Weaknesses in Defence Reasoning

The defence represented by Kailash Khanna too has several fatal weaknesses, although these were never brought to the notice of the court by the prosecution side. Here are some:

  • Kaalia is shown being caught by Subinspector Das at 11.55 pm. The time is noted by Das by his own wrist watch. In India, generally a murder case is committed to trial months or even years after the murder. During trial, Kailash proves that Das's watch is slower by 13 minutes (an unlucky number). He asks Das the time. Das consults the very same wrist watch he was wearing at the time of murder and tells the court that the time is 3.55 pm. At that very same time, the court's watch is showing 4.08 pm, proving that Das's watch was 13 minutes slower. By this fact, Kailash proves that Kaalia was caught at 12.08 am (on July 1) rather than on 11.55 pm on 30 June thus conveniently bringing him out of suspicion. It is incomprehensible that the subinspector kept his watch slower by the same amount over the months it took the case to come to trial.

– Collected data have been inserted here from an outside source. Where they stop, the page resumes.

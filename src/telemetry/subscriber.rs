use std::env;

use tracing::Level;
use tracing_subscriber::{EnvFilter, layer::SubscriberExt, util::SubscriberInitExt};

use crate::telemetry::otel;

#[derive(Debug, Clone, Copy)]
pub enum LogFormat {
    Pretty,
    Json,
}

#[derive(Debug, Clone)]
pub struct LogSettings {
    pub format: LogFormat,
    pub level: Level,
}

impl LogSettings {
    pub fn from_env() -> Self {
        let format = match env::var("LOG_FORMAT").as_deref() {
            Ok("json") => LogFormat::Json,
            _ => LogFormat::Pretty,
        };

        let level = match env::var("LOG_LEVEL").as_deref() {
            Ok("trace") => Level::TRACE,
            Ok("debug") => Level::DEBUG,
            Ok("warn") => Level::WARN,
            Ok("error") => Level::ERROR,
            _ => Level::INFO,
        };

        Self { format, level }
    }

    fn default_filter(&self) -> String {
        let level = self.level.as_str().to_lowercase();
        format!("{level},tower_http=info")
    }
}

pub fn init_tracing() -> Result<(), Box<dyn std::error::Error + Send + Sync>> {
    let settings = LogSettings::from_env();
    let env_filter = EnvFilter::try_from_default_env()
        .unwrap_or_else(|_| EnvFilter::new(settings.default_filter()));

    let registry = tracing_subscriber::registry()
        .with(otel::build_otel_layer()?)
        .with(env_filter);

    let fmt_layer = tracing_subscriber::fmt::layer()
        .with_target(true)
        .with_file(true)
        .with_line_number(true)
        .with_thread_ids(true);

    match settings.format {
        LogFormat::Json => registry.with(fmt_layer.json()).try_init()?,
        LogFormat::Pretty => registry.with(fmt_layer.pretty()).try_init()?,
    }

    Ok(())
}

pub fn shutdown_tracing() {
    otel::shutdown_tracer_provider();
}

  • Kailash reasons that the Police surgeon mentioned in his postmortem report that the murder took place between 11.30 and 12.00. This quite possibly includes 12.00 midnight also. And if this time is taken as the true time of murder, Kaalia's arrest at 12.08 can be easily explained. But Kailash takes the ploy of taking an arithmetic mean of the two extremes of time mentioned in the report and assumes (without objection from the prosecution), that the murder took place at 11.45 pm (on 30 June). He then goes on to reason that Kaalia should have been with the corpse for a full 23 minutes (he was caught at 00.08 am on 1 July) with his hands smeared in blood. This is obviously unlikely. And thus Kaalia cannot be the murderer. Strangely this defective reasoning is never challenged by the prosecution.
  • The prosecution story is that Kaalia went through the pipe to Dhaniram's house (through an open window) and tried to steal something. Dhaniram who was sleeping at that time woke up, tried to apprehend Kaalia. During the struggle milk got spilt (in fact it was already spilt when Kaalia came in). Kaalia stabbed Dhaniram and rushed back to the window to get down, and in the process his foot prints were imprinted on the spilt milk. Kailash could have easily punched holes in this story, by pointing out that the footprints were directed inwards (towards the center of the room where Dhaniram's corpse was lying). According to the prosecution story, the footprints should have been directed outwards (towards the window, from where he eventually came out). This interesting fact was never brought to the court's notice. Furthermore, when Kaalia came in, he was tiptoeing (to avoid anyone listening to his footsteps). This led to two successive footprints being very near. When a person is running (as the case should have been when Kaalia ran out of the room after supposedly murdering Dhaniram), the two successive footprints should be much farther. This fact was also never brought to the notice of the court.